BRIEF
Print, exactly as they stand, the lines from the start of the listing to the line containing "(plain or keyed)", inclusive.

DATA EXCERPTS
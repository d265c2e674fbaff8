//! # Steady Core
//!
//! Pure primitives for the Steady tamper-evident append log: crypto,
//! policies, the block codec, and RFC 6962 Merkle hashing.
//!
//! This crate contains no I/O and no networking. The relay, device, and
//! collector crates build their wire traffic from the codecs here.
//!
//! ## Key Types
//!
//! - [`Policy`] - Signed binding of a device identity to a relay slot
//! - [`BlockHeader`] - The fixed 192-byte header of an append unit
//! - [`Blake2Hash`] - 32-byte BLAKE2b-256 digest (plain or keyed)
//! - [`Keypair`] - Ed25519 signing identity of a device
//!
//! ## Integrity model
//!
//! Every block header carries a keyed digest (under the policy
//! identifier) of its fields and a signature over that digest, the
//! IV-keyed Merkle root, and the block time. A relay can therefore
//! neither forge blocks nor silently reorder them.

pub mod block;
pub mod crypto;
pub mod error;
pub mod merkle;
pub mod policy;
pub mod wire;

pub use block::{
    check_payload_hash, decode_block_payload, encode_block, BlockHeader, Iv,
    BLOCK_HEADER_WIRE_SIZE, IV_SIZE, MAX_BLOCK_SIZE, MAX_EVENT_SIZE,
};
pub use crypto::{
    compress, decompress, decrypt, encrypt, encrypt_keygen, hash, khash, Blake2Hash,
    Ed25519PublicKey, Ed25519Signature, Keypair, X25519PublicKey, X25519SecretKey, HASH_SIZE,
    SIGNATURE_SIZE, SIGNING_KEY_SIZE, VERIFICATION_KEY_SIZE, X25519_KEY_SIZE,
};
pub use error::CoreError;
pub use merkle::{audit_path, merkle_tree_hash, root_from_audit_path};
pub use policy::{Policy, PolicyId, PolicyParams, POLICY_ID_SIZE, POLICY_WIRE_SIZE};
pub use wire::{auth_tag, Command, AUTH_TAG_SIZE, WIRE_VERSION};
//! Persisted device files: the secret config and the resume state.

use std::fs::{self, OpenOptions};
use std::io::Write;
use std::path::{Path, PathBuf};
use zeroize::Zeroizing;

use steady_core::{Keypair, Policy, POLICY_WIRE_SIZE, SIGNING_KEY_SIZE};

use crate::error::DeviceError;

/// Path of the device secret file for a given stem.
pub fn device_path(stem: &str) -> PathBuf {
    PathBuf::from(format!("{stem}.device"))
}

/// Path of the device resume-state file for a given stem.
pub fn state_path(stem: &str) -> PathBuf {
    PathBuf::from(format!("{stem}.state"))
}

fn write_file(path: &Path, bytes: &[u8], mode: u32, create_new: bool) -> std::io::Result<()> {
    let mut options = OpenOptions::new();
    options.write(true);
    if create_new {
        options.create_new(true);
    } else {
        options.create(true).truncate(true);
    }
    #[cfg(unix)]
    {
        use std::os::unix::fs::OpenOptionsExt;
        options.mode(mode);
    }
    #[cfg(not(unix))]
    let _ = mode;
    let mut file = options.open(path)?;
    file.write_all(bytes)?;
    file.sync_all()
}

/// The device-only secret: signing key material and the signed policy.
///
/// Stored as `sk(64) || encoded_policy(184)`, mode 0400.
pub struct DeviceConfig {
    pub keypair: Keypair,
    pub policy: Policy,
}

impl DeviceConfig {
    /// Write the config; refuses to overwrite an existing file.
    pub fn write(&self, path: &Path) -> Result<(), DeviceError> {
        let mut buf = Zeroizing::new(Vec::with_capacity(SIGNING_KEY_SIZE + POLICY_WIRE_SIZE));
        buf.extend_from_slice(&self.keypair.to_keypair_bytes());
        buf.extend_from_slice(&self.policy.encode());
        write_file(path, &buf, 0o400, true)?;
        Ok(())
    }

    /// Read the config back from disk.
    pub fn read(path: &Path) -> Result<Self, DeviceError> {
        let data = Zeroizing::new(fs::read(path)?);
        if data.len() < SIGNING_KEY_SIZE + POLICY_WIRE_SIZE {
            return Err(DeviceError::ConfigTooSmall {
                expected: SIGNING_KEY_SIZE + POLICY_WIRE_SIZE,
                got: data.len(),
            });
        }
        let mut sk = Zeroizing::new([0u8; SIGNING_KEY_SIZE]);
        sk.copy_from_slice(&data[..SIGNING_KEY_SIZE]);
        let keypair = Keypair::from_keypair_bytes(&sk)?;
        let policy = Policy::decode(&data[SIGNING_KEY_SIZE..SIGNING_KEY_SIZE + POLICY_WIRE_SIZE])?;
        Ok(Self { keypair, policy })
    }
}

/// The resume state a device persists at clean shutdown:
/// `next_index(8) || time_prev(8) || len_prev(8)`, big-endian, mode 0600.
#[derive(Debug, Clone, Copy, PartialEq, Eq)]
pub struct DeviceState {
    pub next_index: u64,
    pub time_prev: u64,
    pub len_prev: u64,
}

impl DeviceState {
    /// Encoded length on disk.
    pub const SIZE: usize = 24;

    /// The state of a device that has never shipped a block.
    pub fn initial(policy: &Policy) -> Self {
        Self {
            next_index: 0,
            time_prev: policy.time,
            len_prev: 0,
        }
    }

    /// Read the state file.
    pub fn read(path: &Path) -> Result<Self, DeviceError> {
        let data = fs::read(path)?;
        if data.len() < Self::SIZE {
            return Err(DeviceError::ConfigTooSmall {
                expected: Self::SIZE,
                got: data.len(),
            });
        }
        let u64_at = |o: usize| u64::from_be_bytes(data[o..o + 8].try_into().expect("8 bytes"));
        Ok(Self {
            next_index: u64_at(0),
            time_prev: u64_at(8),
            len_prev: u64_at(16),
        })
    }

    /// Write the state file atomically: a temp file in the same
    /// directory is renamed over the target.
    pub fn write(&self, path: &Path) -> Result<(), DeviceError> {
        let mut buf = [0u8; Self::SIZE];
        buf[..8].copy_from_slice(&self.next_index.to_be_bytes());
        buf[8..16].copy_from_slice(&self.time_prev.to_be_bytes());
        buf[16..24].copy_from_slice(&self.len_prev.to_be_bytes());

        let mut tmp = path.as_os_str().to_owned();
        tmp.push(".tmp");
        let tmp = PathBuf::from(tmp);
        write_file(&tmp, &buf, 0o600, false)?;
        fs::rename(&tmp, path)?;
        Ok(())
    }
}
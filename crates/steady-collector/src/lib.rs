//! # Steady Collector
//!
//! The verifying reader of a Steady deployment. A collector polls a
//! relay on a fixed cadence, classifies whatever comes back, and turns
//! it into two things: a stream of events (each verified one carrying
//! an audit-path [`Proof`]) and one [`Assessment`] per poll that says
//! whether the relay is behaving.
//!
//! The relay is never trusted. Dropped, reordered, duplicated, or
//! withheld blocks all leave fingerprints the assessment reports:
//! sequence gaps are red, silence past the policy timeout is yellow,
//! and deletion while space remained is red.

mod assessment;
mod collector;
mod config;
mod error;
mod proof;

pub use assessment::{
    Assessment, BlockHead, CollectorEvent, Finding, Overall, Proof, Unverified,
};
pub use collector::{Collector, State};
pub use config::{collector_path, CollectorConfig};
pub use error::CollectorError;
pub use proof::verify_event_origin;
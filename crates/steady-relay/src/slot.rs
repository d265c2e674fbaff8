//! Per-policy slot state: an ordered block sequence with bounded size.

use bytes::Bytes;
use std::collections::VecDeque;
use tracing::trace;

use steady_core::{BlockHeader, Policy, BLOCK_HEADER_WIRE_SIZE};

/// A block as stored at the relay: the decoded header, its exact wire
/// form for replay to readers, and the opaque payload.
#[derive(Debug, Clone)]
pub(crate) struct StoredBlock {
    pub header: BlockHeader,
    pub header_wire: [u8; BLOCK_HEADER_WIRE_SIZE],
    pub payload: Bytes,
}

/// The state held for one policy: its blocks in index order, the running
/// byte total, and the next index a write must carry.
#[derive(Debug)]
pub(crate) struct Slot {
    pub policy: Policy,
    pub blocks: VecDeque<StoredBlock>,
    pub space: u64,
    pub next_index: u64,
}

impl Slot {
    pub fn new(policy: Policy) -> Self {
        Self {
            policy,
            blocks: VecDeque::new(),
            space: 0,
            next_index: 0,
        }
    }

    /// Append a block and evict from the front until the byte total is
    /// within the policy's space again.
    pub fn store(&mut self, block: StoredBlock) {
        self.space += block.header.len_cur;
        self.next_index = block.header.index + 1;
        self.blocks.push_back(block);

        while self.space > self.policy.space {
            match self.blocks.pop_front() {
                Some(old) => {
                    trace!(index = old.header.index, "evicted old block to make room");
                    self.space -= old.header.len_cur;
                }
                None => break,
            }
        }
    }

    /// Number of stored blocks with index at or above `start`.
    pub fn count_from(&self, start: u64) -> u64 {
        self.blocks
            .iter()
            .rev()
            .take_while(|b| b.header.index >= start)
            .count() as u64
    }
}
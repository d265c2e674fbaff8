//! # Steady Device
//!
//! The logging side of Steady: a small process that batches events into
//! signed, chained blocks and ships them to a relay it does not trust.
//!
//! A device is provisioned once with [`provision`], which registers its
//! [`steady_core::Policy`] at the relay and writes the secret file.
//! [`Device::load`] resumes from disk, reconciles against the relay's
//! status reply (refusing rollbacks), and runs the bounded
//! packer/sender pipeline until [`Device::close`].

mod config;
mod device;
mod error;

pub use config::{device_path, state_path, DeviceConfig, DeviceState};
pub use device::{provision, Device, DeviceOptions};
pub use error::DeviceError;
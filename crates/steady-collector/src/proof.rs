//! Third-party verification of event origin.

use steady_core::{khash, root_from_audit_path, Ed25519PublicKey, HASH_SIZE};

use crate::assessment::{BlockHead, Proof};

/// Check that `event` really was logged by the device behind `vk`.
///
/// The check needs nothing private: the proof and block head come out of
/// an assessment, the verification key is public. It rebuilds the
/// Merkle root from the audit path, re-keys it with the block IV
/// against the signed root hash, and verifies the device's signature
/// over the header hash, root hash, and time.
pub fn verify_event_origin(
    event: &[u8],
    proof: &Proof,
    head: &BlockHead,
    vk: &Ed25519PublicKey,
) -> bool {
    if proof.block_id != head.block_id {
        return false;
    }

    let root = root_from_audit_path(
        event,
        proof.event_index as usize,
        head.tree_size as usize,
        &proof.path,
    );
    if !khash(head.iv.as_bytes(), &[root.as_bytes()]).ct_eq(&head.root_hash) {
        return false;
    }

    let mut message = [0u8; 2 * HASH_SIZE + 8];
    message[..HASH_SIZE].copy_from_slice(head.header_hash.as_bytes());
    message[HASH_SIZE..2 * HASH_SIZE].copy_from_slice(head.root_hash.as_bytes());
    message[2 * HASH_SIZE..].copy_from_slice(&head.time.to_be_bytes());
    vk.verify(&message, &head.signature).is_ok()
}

WORKED SOLUTION
repository d265c2e674fbaff8
//! # Steady Core
//!
//! Pure primitives for the Steady tamper-evident append log: crypto,
//! policies, the block codec, and RFC 6962 Merkle hashing.
//!
//! This crate contains no I/O and no networking. The relay, device, and
//! collector crates build their wire traffic from the codecs here.
//!
//! ## Key Types
//!
//! - [`Policy`] - Signed binding of a device identity to a relay slot
//! - [`BlockHeader`] - The fixed 192-byte header of an append unit
//! - [`Blake2Hash`] - 32-byte BLAKE2b-256 digest (plain or keyed)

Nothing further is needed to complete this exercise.